The BSCR is the beneficiary of a major bequest from the estate of the late Bernard and Joan Marshall. The bequest is specifically intended to encourage, recognise and support the work of early career investigators, and to facilitate a keynote lecture at the annual meeting of our Society. The BSCR is indeed fortunate to receive this generous gift which will be used to support:
Bernard and Joan Marshall were the uncle and aunt of Professor David Hearse from the Rayne Institute, St Thomas' Hospital in London. In 1970, David returned from a post-doctoral fellowship at New York University Medical Centre and embarked upon his career in cardiovascular research. Working alone and feeling rather isolated, David regularly met up with Keith Gibson from the Cardiothoracic Institute to discuss their research. At that time, the British Cardiac Society did not admit basic scientists and so, believing that there were other researchers in need of a discussion forum, David and Keith set up the 'Cardiac Muscle Research Group'. Expecting no more than 20 attendees, they were amazed to have almost 100 at the Group's first meeting. The Cardiac Muscle Research Group went on to become the BSCR.
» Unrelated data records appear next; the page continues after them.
// Copyright 2026 the Proscenium Authors
// SPDX-License-Identifier: Apache-2.0 OR MIT

//! Frame synchronization, scene lifecycle, and stage graph for interactive
//! applications.
//!
//! `proscenium_core` provides the foundational data structures for running
//! scene logic at a fixed framerate against a variable-rate host loop, and
//! for managing retained 2D/3D stage graphs with incremental change
//! tracking. It is `no_std` compatible (with `alloc`) and uses array-based
//! struct-of-arrays storage with index handles for cache-friendly traversal.
//!
//! # Architecture
//!
//! The crate is organized around a frame loop that turns host timer
//! callbacks into fixed-step scene updates and incremental stage changes:
//!
//! ```text
//!   Host (timer callback)
//!       │
//!       ▼
//!   FrameSync::request_frame() ──► 0..N fixed steps
//!                                        │
//!                 ┌──────────────────────┘
//!                 ▼
//!   SceneManager::update() ──► Scene callbacks ──► Stage mutations
//!                                                       │
//!                 ┌─────────────────────────────────────┘
//!                 ▼
//!   Stage::evaluate() ──► StageChanges ──► StageVisitor (renderer)
//! ```
//!
//! **[`frame_sync`]** — Decouples application framerate from host refresh
//! rate by accumulating elapsed wall time and emitting zero or more
//! fixed-duration steps per host callback.
//!
//! **[`scene`]** — The [`Scene`](scene::Scene) lifecycle contract
//! (`start`/`update`/`end`/`resize`) and the [`Timer`](scene::Timer)
//! utility.
//!
//! **[`context`]** — [`SceneManager`](context::SceneManager) owns the
//! primary scene, its sub-scenes, and global scenes, and drives their
//! lifecycles in a deterministic order. Scene callbacks receive a
//! [`SceneContext`](context::SceneContext) granting access to the stage,
//! input, canvas, and deferred scene operations.
//!
//! **[`stage`]** — Struct-of-arrays 2D and 3D node trees with generational
//! handles. Local transforms are set by scenes; world transforms are
//! computed by evaluation. Multi-channel dirty tracking via
//! `understory_dirty`: TRANSFORM propagates to descendants, CONTENT is
//! local-only, TOPOLOGY triggers a traversal rebuild.
//!
//! **[`effect`]** — Declarative sub-scenes built from closures: frame
//! handlers, click handlers, and completion conditions, with linked stage
//! nodes cleaned up automatically.
//!
//! **[`input`]** — Per-frame pointer snapshot queryable from scene
//! callbacks.
//!
//! **[`stats`]** — EMA-smoothed frame statistics backing the diagnostics
//! output.
//!
//! **[`time`]** — The [`TickSource`](time::TickSource) trait and scripted
//! clocks for tests and headless runs.
//!
//! # Crate features
//!
//! - `std` (disabled by default): Enables `std` support in dependencies.

#![no_std]
#![cfg_attr(docsrs, feature(doc_auto_cfg))]

extern crate alloc;

pub mod context;
pub mod effect;
pub mod frame_sync;
pub mod input;
pub mod scene;
pub mod stage;
pub mod stats;
pub mod time;
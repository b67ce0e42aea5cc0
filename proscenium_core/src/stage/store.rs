// Copyright 2026 the Proscenium Authors
// SPDX-License-Identifier: Apache-2.0 OR MIT

//! Struct-of-arrays node storage with allocation, topology, and property
//! management.
//!
//! One generic store backs both the 2D and 3D trees: the transform type `T`
//! carries composition semantics and the kind type `K` carries per-node
//! payloads. Structural changes are reported three ways, serving different
//! consumers:
//!
//! - per-parent [`ChangeBuffer`]s with drain-once semantics, for systems that
//!   watch a specific node's children;
//! - [`StageEvent`] subscriber callbacks, fired synchronously at mutation
//!   time;
//! - the aggregated [`FrameChanges`](super::FrameChanges) produced by each
//!   [`evaluate`](NodeStore::evaluate) call.

use alloc::boxed::Box;
use alloc::vec::Vec;
use core::fmt;

use understory_dirty::{CycleHandling, DirtyTracker, EagerPolicy};

use super::dirty;
use super::id::{INVALID, NodeId};
use super::transform::LocalTransform;
use super::traverse::Children;

/// A structural change to the node tree, delivered to subscribers at
/// mutation time.
#[derive(Clone, Copy, Debug, PartialEq, Eq)]
pub enum StageEvent {
    /// `child` became a child of `parent`.
    ChildAdded {
        /// The new parent.
        parent: NodeId,
        /// The attached child.
        child: NodeId,
    },
    /// `child` was removed from `parent`.
    ChildRemoved {
        /// The old parent.
        parent: NodeId,
        /// The detached child.
        child: NodeId,
    },
    /// The whole tree was cleared.
    Cleared,
}

/// A buffer of structural changes that is drained exactly once.
///
/// Each parent node carries two of these (added and removed children). The
/// first [`drain`](Self::drain) after a change returns the accumulated
/// entries and leaves the buffer empty, so one consumer observes each change
/// exactly once.
#[derive(Clone, Debug, Default, PartialEq)]
pub struct ChangeBuffer<T> {
    items: Vec<T>,
}

impl<T> ChangeBuffer<T> {
    pub(crate) const fn new() -> Self {
        Self { items: Vec::new() }
    }

    pub(crate) fn push(&mut self, item: T) {
        self.items.push(item);
    }

    pub(crate) fn clear(&mut self) {
        self.items.clear();
    }

    /// Takes all accumulated entries, leaving the buffer empty.
    pub fn drain(&mut self) -> Vec<T> {
        core::mem::take(&mut self.items)
    }

    /// Returns whether the buffer holds no entries.
    #[must_use]
    pub fn is_empty(&self) -> bool {
        self.items.is_empty()
    }
}

/// Struct-of-arrays storage for one node tree.
///
/// Nodes are addressed by [`NodeId`] handles. Internally, each node occupies
/// a slot in parallel arrays. Destroyed nodes are recycled via a free list,
/// and generation counters prevent stale handle access.
pub struct NodeStore<T, K> {
    // -- Topology --
    pub(crate) parent: Vec<u32>,
    pub(crate) first_child: Vec<u32>,
    pub(crate) next_sibling: Vec<u32>,
    pub(crate) prev_sibling: Vec<u32>,

    // -- Local properties (set by callers) --
    pub(crate) local: Vec<T>,
    pub(crate) kind: Vec<K>,

    // -- Computed properties (written by evaluate) --
    pub(crate) world: Vec<T>,
    pub(crate) subtree_changed: Vec<bool>,

    // -- Allocation --
    pub(crate) generation: Vec<u32>,
    pub(crate) free_list: Vec<u32>,
    pub(crate) len: u32,

    // -- Dirty tracking --
    pub(crate) dirty: DirtyTracker<u32>,

    // -- Traversal cache --
    pub(crate) traversal_order: Vec<u32>,
    pub(crate) traversal_dirty: bool,

    // -- Lifecycle tracking --
    pub(crate) pending_added: Vec<u32>,
    pub(crate) pending_removed: Vec<u32>,
    pub(crate) added_children: Vec<ChangeBuffer<NodeId>>,
    pub(crate) removed_children: Vec<ChangeBuffer<NodeId>>,

    // -- Subscribers --
    observers: Vec<Box<dyn FnMut(&StageEvent)>>,
}

impl<T: fmt::Debug, K: fmt::Debug> fmt::Debug for NodeStore<T, K> {
    fn fmt(&self, f: &mut fmt::Formatter<'_>) -> fmt::Result {
        f.debug_struct("NodeStore")
            .field("len", &self.len)
            .field("free_list", &self.free_list)
            .field("parent", &self.parent)
            .field("local", &self.local)
            .field("kind", &self.kind)
            .finish_non_exhaustive()
    }
}

impl<T: LocalTransform, K> Default for NodeStore<T, K> {
    fn default() -> Self {
        Self::new()
    }
}
//! # Router Loop
//!
//! The dedicated control-loop task: sample both adapters, tick the router,
//! send the frame, wait for the next deadline.
//!
//! The loop never waits on adapter I/O. Send failures drop the frame and are
//! logged. Health is published on a `watch` channel; the owning process
//! decides what a fatal status means and cancels the loop.

use tokio::sync::watch;
use tokio::time::Instant;
use tokio_util::sync::CancellationToken;
use tracing::{debug, error, info, warn};

use super::liveness::RouterStatus;
use super::scheduler::TickScheduler;
use super::ControlRouter;
use crate::config::Config;
use crate::input::cell::SourceReader;
use crate::net::sink::OutputSink;
use crate::net::transport::{DatagramSink, UdpDatagramSink};

/// Number of ticks between status log messages
const LOG_INTERVAL_TICKS: u64 = 500;

/// Totals reported when the loop exits
#[derive(Debug, Clone, Copy, PartialEq, Eq)]
pub struct LoopSummary {
    /// Ticks run
    pub ticks: u64,
    /// Frames sent in full
    pub frames_sent: u64,
    /// Frames dropped by a failed send
    pub send_failures: u64,
    /// Deadlines skipped by the scheduler
    pub missed_ticks: u64,
    /// Status after the last tick
    pub final_status: RouterStatus,
}

/// Control loop bound to its inputs and output
pub struct RouterLoop<S: DatagramSink = UdpDatagramSink> {
    router: ControlRouter,
    sink: OutputSink<S>,
    physical: SourceReader,
    vision: SourceReader,
    scheduler: TickScheduler,
    status_tx: watch::Sender<RouterStatus>,
}

impl<S: DatagramSink> RouterLoop<S> {
    /// Builds the loop and its status channel.
    ///
    /// The schedule starts now, so build the loop right before running it.
    pub fn new(
        config: &Config,
        sink: OutputSink<S>,
        physical: SourceReader,
        vision: SourceReader,
    ) -> (Self, watch::Receiver<RouterStatus>) {
        let (status_tx, status_rx) = watch::channel(RouterStatus::default());
        let looped = Self {
            router: ControlRouter::new(config),
            sink,
            physical,
            vision,
            scheduler: TickScheduler::new(config.router.tick_period()),
            status_tx,
        };
        (looped, status_rx)
    }

    /// Run until `cancel` fires
    ///
    /// Cancellation is checked at every tick boundary. Once it fires no
    /// further frame is sent and the output transport is released.
    pub async fn run(mut self, cancel: CancellationToken) -> LoopSummary {
        let rate_hz = 1.0 / self.scheduler.period().as_secs_f64();
        info!(
            "Router loop started at {:.0}Hz, sending to {}",
            rate_hz,
            self.sink.destination()
        );

        let mut summary = LoopSummary {
            ticks: 0,
            frames_sent: 0,
            send_failures: 0,
            missed_ticks: 0,
            final_status: RouterStatus::default(),
        };
        let mut last_status: Option<RouterStatus> = None;

        loop {
            let tick = tokio::select! {
                biased;
                _ = cancel.cancelled() => break,
                tick = self.scheduler.next_tick() => tick,
            };
            if cancel.is_cancelled() {
                break;
            }

            let now = Instant::now();
            let physical = self.physical.sample_at(now);
            let vision = self.vision.sample_at(now);
            let outcome = self.router.tick(&physical, &vision, tick.since_start);
            summary.ticks += 1;

            if last_status.map_or(true, |previous| !same_condition(previous, outcome.status)) {
                report_status(outcome.status);
            }
            last_status = Some(outcome.status);
            summary.final_status = outcome.status;
            self.status_tx.send_replace(outcome.status);

            match self.sink.send(&outcome.frame).await {
                Ok(_) => summary.frames_sent += 1,
                Err(e) => {
                    summary.send_failures += 1;
                    if summary.send_failures == 1 || summary.send_failures % LOG_INTERVAL_TICKS == 0 {
                        warn!("Dropped frame t={}: {} ({} dropped so far)", outcome.frame.time, e, summary.send_failures);
                    } else {
                        debug!("Dropped frame t={}: {}", outcome.frame.time, e);
                    }
                }
            }

            if summary.ticks % LOG_INTERVAL_TICKS == 0 {
                info!(
                    "Ran {} ticks: mode={}, status={}, {} frames sent, {} dropped, {} deadlines missed",
                    summary.ticks,
                    outcome.mode.map_or_else(|| "none".to_string(), |mode| mode.to_string()),
                    outcome.status,
                    summary.frames_sent,
                    summary.send_failures,
                    self.scheduler.missed()
                );
            }
        }

        summary.missed_ticks = self.scheduler.missed();
        info!(
            "Router loop stopped after {} ticks ({} frames sent, {} dropped, {} deadlines missed)",
            summary.ticks, summary.frames_sent, summary.send_failures, summary.missed_ticks
        );
        self.sink.close();
        summary
    }
}

/// Ages change every tick; only a change of condition is worth a log line.
fn same_condition(a: RouterStatus, b: RouterStatus) -> bool {
    std::mem::discriminant(&a) == std::mem::discriminant(&b)
}

fn report_status(status: RouterStatus) {
    if status.is_fatal() {
        error!("Router status: {}", status);
    } else if status.is_degraded() {
        warn!("Router status: {}, primary axes neutral", status);
    } else {
        info!("Router status: {}", status);
    }
}
//! # Input Snapshot
//!
//! Last-known state of one input source: every axis and button index the
//! source has reported, with the most recent value for each.

use std::collections::BTreeMap;

use crate::event::protocol::{EventKind, JoystickEvent};

/// Last-known axis and button values of one source
///
/// Values are only ever overwritten, never removed.
///
/// # Examples
///
/// ```
/// use fpv_vision_router::event::protocol::JoystickEvent;
/// use fpv_vision_router::input::snapshot::InputSnapshot;
///
/// let mut snapshot = InputSnapshot::new();
/// snapshot.apply(&JoystickEvent::axis(0, 1, -171));
/// snapshot.apply(&JoystickEvent::button(0, 3, true));
///
/// assert_eq!(snapshot.axis(1), Some(-171));
/// assert_eq!(snapshot.button(3), Some(true));
/// assert_eq!(snapshot.axis(0), None);
/// ```
#[derive(Debug, Clone, Default, PartialEq, Eq)]
pub struct InputSnapshot {
    axes: BTreeMap<u8, i32>,
    buttons: BTreeMap<u8, bool>,
}

impl InputSnapshot {
    /// Creates an empty snapshot.
    #[must_use]
    pub fn new() -> Self {
        Self::default()
    }

    /// Records one event.
    pub fn apply(&mut self, event: &JoystickEvent) {
        match event.kind {
            EventKind::Axis => self.set_axis(event.number, event.value),
            EventKind::Button => self.set_button(event.number, event.is_pressed()),
        }
    }

    /// Sets an axis value.
    pub fn set_axis(&mut self, index: u8, value: i32) {
        self.axes.insert(index, value);
    }

    /// Sets a button state.
    pub fn set_button(&mut self, index: u8, pressed: bool) {
        self.buttons.insert(index, pressed);
    }

    /// Last value of an axis, if it has ever been reported.
    #[must_use]
    pub fn axis(&self, index: u8) -> Option<i32> {
        self.axes.get(&index).copied()
    }

    /// Last state of a button, if it has ever been reported.
    #[must_use]
    pub fn button(&self, index: u8) -> Option<bool> {
        self.buttons.get(&index).copied()
    }

    /// All reported axes, ordered by index.
    #[must_use]
    pub fn axes(&self) -> &BTreeMap<u8, i32> {
        &self.axes
    }

    /// All reported buttons, ordered by index.
    #[must_use]
    pub fn buttons(&self) -> &BTreeMap<u8, bool> {
        &self.buttons
    }

    /// True if nothing has been reported yet.
    #[must_use]
    pub fn is_empty(&self) -> bool {
        self.axes.is_empty() && self.buttons.is_empty()
    }

    /// Re-expresses the snapshot as events, axes first.
    ///
    /// Used to resend full state so a remote receiver stays fresh.
    #[must_use]
    pub fn to_events(&self, time: u64) -> Vec<JoystickEvent> {
        self.axes
            .iter()
            .map(|(&index, &value)| JoystickEvent::axis(time, index, value))
            .chain(
                self.buttons
                    .iter()
                    .map(|(&index, &pressed)| JoystickEvent::button(time, index, pressed)),
            )
            .collect()
    }
}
Bernard and Joan Marshall were always fascinated by David's research and his commitment to training young investigators and creating multi-disciplinary research groups. After serving in the Royal Navy during the Second World War, Bernard Marshall married Joan and joined the Ministry of Agriculture, Fisheries and Food, working in various parts of the UK and progressing to a very senior level. Among his activities was membership of the team responsible for building the Thames Barrier. In the latter part of his career Bernard and Joan lived in Reading and in 1981, after his retirement, Bernard embarked upon several new careers, firstly setting up the Tenant Farmer's Association and becoming its first Director General. In 1987 he took an appointment at the University of Reading as an Honorary Research Fellow at the Centre for Agricultural Strategy, where for 10 years he organised various projects and national conferences. During that period, he and David often exchanged tips and suggestions on meeting venues, the organisation of academic meetings and the challenges of research. It was on such an occasion that Bernard and Joan discussed with David the possibility that part of their estate might be bequeathed to an organisation such as the BSCR.
After his period at Reading University, Bernard, although in his 80s, embarked on yet another career handling public relations and marketing for a local herb farm and garden centre. He frequently travelled to London to meet with David and was extremely active right up until two days before his unexpected death from a myocardial infarction in March 2009. His wife Joan died in January 2005.